*DIRECTIONS:* Each line of the listing below that includes "SortOrder" must be copied.

*LISTED ENTRIES:*
———

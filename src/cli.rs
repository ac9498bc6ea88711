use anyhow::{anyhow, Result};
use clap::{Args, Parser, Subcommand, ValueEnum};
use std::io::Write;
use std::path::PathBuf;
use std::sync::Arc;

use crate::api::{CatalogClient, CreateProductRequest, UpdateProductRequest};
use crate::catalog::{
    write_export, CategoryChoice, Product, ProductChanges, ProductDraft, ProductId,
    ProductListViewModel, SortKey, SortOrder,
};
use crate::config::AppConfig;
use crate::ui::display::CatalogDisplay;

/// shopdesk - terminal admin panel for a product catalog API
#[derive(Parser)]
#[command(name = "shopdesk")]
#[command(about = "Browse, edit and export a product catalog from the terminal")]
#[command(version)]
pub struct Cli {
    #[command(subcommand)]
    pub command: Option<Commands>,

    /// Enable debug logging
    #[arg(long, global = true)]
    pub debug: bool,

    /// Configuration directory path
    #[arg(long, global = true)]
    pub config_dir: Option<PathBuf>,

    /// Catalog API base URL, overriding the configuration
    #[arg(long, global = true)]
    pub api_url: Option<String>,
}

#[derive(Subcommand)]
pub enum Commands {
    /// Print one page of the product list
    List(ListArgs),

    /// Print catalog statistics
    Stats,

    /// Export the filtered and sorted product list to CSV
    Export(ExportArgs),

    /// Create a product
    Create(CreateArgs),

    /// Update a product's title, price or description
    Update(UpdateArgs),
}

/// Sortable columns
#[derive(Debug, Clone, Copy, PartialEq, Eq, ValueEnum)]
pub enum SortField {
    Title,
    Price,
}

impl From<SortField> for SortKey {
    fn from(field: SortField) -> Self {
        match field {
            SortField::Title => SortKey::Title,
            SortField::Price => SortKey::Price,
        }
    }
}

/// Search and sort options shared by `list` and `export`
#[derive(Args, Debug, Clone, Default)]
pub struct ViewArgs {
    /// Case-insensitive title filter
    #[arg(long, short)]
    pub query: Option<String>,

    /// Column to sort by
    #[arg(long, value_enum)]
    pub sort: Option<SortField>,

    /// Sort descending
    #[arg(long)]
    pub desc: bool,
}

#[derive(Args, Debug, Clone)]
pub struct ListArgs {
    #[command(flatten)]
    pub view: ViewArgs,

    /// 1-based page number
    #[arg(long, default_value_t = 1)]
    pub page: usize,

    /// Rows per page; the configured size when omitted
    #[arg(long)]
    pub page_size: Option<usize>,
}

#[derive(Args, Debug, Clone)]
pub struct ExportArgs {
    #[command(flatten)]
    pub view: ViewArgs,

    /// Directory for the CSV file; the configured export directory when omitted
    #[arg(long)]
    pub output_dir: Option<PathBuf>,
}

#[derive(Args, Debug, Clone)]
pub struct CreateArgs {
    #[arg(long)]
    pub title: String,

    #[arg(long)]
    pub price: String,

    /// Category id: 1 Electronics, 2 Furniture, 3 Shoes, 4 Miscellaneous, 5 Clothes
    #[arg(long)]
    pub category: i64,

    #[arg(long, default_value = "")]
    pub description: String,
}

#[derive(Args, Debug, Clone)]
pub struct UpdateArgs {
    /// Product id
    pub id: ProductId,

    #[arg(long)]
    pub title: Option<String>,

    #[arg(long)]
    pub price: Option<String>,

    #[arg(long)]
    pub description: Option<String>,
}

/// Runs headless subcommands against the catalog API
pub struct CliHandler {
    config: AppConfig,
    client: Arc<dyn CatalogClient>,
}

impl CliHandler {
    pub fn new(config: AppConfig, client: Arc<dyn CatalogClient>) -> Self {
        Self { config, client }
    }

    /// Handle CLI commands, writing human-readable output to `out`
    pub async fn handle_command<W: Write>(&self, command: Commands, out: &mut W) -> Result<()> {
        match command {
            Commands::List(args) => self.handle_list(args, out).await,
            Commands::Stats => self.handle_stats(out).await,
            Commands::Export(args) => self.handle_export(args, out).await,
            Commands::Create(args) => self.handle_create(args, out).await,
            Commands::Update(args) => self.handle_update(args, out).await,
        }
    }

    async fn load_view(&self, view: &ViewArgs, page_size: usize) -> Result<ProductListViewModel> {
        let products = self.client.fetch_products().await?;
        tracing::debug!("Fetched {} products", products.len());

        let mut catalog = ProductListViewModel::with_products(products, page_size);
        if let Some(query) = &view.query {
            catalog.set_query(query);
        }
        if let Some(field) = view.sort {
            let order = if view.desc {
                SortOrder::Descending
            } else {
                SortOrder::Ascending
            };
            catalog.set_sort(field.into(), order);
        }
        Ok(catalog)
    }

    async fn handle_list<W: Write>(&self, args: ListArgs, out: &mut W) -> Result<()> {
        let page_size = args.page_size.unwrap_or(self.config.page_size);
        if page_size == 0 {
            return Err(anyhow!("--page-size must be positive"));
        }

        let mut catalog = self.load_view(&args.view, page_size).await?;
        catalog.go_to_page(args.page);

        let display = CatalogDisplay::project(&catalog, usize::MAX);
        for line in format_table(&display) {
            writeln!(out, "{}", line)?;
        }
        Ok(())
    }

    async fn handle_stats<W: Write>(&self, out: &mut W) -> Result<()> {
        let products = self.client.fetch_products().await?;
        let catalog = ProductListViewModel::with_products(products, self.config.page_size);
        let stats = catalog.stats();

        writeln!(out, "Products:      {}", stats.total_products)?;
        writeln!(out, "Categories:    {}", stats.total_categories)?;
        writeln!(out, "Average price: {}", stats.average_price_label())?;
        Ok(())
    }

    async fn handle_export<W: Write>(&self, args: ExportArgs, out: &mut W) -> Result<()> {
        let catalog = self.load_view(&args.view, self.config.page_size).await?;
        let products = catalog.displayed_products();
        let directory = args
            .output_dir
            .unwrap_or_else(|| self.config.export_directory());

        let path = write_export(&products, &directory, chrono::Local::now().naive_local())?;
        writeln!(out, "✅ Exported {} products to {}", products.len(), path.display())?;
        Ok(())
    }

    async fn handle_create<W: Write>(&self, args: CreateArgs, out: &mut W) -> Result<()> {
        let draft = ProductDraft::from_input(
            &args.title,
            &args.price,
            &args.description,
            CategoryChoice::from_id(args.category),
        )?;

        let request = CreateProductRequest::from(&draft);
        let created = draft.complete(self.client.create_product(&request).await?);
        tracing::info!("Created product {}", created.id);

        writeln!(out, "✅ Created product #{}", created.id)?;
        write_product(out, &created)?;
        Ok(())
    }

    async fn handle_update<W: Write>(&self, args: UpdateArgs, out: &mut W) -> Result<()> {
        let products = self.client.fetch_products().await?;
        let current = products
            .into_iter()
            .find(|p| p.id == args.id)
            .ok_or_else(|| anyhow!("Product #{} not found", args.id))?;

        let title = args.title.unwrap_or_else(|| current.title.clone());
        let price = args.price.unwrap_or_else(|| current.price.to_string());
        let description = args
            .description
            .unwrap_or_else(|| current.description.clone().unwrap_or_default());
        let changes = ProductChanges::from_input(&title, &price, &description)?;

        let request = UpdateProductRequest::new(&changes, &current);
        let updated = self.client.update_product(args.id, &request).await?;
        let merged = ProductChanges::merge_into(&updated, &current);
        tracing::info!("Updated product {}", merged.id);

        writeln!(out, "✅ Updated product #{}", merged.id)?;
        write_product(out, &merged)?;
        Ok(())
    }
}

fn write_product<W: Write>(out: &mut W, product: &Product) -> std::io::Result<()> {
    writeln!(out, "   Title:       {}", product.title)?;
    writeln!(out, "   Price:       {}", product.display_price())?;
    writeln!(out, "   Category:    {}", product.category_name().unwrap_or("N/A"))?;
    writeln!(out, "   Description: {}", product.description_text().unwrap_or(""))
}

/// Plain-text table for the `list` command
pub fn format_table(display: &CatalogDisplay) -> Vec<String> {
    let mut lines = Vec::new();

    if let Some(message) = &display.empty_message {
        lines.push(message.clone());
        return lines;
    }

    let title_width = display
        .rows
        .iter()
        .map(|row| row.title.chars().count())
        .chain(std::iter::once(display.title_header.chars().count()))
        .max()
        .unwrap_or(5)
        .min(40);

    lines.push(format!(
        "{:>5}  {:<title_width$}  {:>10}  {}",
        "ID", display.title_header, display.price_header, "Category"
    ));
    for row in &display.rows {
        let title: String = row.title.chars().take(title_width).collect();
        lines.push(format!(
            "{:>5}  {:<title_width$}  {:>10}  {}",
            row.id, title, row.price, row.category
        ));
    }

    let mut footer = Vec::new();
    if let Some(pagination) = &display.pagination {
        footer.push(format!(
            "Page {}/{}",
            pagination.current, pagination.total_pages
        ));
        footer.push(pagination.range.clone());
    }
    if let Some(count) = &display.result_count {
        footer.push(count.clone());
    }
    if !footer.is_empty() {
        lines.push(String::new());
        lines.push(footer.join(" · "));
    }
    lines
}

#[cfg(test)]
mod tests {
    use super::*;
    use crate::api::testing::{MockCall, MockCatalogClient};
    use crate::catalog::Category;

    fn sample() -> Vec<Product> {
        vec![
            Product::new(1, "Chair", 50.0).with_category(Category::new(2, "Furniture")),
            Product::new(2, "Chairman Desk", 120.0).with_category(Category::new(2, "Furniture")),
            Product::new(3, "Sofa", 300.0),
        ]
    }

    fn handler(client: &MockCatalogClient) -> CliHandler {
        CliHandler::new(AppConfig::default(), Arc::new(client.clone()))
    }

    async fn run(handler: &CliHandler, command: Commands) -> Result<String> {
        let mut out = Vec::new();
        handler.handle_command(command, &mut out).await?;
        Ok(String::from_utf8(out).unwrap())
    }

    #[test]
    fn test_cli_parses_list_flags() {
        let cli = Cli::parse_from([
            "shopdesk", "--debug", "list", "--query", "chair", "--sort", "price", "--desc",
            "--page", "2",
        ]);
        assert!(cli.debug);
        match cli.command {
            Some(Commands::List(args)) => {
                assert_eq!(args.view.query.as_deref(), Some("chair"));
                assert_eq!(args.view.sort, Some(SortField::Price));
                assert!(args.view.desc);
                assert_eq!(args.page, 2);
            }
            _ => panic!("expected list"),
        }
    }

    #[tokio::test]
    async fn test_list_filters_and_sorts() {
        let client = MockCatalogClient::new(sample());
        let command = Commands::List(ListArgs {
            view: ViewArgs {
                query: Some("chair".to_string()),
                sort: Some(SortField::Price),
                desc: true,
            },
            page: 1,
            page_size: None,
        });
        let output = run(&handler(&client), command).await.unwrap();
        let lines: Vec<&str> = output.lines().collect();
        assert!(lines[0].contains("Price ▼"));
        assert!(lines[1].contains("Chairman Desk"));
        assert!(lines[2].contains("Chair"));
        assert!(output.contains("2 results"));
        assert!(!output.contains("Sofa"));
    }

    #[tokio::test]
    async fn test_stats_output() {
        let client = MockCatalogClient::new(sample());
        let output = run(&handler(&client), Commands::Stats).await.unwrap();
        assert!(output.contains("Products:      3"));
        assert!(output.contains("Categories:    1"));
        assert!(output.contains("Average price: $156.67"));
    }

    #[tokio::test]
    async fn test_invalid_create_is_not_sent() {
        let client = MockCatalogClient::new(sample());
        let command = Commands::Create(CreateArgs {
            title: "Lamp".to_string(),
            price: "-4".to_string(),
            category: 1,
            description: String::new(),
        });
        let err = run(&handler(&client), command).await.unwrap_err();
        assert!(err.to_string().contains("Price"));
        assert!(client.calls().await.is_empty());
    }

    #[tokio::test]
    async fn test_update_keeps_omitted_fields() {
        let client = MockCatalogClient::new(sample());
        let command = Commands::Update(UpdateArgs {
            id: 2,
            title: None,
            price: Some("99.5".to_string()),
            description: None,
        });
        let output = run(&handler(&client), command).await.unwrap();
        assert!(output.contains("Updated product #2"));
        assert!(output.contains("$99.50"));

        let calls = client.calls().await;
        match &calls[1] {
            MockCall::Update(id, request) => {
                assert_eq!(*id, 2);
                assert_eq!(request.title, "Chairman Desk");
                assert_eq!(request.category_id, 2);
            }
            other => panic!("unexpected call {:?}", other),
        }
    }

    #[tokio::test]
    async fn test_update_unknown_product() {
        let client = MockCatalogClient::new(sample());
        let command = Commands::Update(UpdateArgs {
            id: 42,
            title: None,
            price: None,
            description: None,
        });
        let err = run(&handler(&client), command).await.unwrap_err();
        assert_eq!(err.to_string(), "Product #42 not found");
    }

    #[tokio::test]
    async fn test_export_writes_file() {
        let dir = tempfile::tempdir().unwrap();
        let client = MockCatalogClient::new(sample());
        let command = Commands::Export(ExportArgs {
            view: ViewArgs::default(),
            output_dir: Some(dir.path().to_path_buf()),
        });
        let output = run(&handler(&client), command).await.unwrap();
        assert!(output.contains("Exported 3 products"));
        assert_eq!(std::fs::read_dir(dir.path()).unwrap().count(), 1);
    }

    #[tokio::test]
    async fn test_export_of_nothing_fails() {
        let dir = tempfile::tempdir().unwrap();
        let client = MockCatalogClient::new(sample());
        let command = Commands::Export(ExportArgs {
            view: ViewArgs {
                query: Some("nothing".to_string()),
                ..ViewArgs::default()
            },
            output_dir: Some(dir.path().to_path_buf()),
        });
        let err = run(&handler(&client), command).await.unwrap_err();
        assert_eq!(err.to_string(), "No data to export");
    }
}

———

*RESULT FOR THIS EXERCISE:*
    ProductListViewModel, SortKey, SortOrder,
                SortOrder::Descending
                SortOrder::Ascending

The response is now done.